··· DATASET CONTENT ···
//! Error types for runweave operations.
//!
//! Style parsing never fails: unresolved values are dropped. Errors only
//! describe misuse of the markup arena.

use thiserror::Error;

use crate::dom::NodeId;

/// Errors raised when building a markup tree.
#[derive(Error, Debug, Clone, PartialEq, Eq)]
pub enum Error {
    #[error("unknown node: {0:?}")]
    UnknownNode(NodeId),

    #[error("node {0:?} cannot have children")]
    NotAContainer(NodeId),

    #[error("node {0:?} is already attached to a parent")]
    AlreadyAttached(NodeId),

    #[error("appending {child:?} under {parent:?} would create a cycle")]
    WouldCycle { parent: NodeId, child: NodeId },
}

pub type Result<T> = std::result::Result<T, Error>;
···
··· DATASET CONTENT ···
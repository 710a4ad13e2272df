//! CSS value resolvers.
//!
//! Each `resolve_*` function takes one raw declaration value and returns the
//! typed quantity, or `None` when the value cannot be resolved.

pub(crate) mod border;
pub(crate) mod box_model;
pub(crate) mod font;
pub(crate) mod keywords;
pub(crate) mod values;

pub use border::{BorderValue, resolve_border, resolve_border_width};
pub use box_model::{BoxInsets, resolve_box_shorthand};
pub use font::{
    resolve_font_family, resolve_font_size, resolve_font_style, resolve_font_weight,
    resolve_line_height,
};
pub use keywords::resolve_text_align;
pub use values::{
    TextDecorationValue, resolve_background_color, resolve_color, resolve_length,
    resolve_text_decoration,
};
···
··· DATASET CONTENT ···
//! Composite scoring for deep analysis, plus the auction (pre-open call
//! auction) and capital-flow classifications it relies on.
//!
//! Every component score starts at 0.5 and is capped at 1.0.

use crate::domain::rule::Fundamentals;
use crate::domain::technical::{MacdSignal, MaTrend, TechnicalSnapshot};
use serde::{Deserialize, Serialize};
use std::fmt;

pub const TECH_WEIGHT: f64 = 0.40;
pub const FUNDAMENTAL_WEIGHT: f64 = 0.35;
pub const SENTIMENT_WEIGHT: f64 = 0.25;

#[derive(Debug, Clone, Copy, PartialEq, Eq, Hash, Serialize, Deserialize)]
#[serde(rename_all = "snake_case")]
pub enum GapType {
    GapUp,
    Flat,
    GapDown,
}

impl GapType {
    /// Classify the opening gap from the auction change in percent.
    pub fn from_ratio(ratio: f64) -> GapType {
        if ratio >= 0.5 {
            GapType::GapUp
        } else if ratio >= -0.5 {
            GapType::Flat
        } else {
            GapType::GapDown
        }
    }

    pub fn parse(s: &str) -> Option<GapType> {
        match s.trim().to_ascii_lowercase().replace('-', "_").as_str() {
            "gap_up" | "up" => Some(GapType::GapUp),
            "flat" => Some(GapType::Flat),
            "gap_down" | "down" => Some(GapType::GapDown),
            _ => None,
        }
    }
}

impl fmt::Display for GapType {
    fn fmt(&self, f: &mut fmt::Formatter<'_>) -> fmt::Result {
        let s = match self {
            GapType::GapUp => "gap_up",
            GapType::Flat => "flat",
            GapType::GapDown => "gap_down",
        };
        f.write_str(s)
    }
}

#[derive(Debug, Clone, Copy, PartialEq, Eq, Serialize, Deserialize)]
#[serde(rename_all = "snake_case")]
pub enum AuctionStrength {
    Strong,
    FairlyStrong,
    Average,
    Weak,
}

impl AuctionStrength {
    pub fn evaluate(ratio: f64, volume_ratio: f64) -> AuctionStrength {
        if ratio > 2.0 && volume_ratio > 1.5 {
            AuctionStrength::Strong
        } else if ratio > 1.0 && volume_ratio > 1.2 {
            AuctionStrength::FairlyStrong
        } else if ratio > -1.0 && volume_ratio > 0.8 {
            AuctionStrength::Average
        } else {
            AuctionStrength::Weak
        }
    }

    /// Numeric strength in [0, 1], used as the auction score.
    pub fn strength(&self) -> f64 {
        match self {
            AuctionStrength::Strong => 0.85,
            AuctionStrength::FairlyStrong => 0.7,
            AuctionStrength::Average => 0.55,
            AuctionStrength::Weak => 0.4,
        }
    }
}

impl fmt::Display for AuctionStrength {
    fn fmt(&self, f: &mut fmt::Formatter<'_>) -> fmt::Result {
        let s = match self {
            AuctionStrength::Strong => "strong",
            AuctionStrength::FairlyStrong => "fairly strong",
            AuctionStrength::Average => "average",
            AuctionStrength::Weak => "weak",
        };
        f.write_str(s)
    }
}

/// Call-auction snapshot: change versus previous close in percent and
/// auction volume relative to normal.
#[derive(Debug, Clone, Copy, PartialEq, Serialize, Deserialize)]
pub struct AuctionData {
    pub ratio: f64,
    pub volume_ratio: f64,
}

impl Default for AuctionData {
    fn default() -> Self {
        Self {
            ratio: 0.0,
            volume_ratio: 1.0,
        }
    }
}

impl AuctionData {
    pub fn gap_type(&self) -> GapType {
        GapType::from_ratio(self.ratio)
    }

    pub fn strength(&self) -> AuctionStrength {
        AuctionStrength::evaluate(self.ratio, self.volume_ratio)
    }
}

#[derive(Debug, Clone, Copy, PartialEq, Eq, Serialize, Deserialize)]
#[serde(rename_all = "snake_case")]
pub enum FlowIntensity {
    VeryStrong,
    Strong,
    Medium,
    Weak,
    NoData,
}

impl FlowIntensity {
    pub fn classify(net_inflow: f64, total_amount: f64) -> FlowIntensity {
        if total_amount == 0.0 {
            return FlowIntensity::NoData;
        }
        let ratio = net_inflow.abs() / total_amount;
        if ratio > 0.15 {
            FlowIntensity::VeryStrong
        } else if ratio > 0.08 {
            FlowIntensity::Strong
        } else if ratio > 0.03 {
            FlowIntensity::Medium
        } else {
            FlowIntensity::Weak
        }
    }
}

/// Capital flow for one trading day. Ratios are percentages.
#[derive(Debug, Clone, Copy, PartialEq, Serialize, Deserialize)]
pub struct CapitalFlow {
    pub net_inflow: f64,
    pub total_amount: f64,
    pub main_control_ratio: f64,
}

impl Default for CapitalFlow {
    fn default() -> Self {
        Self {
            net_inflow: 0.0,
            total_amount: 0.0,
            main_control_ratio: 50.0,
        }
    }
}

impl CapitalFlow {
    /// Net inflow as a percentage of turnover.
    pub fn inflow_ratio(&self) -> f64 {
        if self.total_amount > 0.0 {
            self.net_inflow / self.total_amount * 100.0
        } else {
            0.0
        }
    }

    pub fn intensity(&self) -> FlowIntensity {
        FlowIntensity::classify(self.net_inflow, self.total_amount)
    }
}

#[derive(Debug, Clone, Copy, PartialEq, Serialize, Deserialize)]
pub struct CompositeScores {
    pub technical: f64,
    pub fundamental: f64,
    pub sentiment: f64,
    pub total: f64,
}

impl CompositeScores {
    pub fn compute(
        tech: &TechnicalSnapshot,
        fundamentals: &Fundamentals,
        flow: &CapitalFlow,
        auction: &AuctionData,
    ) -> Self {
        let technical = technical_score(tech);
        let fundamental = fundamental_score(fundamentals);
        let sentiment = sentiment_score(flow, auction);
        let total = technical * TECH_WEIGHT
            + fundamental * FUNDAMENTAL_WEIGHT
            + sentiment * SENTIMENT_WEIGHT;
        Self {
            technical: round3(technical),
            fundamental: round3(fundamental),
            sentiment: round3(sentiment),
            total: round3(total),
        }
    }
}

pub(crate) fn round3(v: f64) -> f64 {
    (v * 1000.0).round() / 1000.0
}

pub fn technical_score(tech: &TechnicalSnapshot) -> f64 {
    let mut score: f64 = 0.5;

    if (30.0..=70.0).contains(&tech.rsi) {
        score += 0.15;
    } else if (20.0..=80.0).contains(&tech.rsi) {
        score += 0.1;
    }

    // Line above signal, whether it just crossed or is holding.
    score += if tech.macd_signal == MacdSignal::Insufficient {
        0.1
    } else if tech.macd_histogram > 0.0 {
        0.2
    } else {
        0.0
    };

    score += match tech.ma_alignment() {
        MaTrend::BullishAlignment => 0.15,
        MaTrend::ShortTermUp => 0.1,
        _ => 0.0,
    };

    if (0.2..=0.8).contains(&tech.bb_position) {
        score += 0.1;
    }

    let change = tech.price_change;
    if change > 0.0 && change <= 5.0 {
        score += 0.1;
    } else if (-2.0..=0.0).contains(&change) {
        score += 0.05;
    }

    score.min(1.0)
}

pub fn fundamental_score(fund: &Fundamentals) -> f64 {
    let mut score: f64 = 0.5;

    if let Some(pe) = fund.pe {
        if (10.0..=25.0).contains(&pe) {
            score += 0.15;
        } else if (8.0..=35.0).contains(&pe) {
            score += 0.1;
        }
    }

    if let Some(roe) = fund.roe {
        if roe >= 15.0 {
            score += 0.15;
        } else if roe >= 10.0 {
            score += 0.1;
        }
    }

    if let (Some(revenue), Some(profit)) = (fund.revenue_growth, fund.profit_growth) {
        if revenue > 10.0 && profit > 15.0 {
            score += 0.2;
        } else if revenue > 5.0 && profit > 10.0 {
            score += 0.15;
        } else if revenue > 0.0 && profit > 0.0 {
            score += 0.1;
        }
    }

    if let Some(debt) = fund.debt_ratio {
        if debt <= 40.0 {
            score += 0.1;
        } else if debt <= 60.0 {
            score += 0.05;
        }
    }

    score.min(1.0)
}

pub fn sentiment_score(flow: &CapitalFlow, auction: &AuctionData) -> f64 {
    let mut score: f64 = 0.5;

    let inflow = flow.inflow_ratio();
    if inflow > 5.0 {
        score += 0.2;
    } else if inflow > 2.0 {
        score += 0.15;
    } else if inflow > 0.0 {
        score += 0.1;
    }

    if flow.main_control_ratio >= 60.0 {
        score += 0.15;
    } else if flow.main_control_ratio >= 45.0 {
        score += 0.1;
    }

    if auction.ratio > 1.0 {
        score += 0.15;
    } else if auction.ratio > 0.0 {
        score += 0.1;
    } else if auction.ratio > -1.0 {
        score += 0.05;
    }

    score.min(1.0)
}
···
> [ASSIGNMENT]
Retype exactly, and only, the lines above from the one where "a markup tree." occurs up to and including the one where "pub type Result<T>" occurs.

> [FINISHED TASK]
/// Errors raised when building a markup tree.
#[derive(Error, Debug, Clone, PartialEq, Eq)]
pub enum Error {
    #[error("unknown node: {0:?}")]
    UnknownNode(NodeId),

    #[error("node {0:?} cannot have children")]
    NotAContainer(NodeId),

    #[error("node {0:?} is already attached to a parent")]
    AlreadyAttached(NodeId),

    #[error("appending {child:?} under {parent:?} would create a cycle")]
    WouldCycle { parent: NodeId, child: NodeId },
}

pub type Result<T> = std::result::Result<T, Error>;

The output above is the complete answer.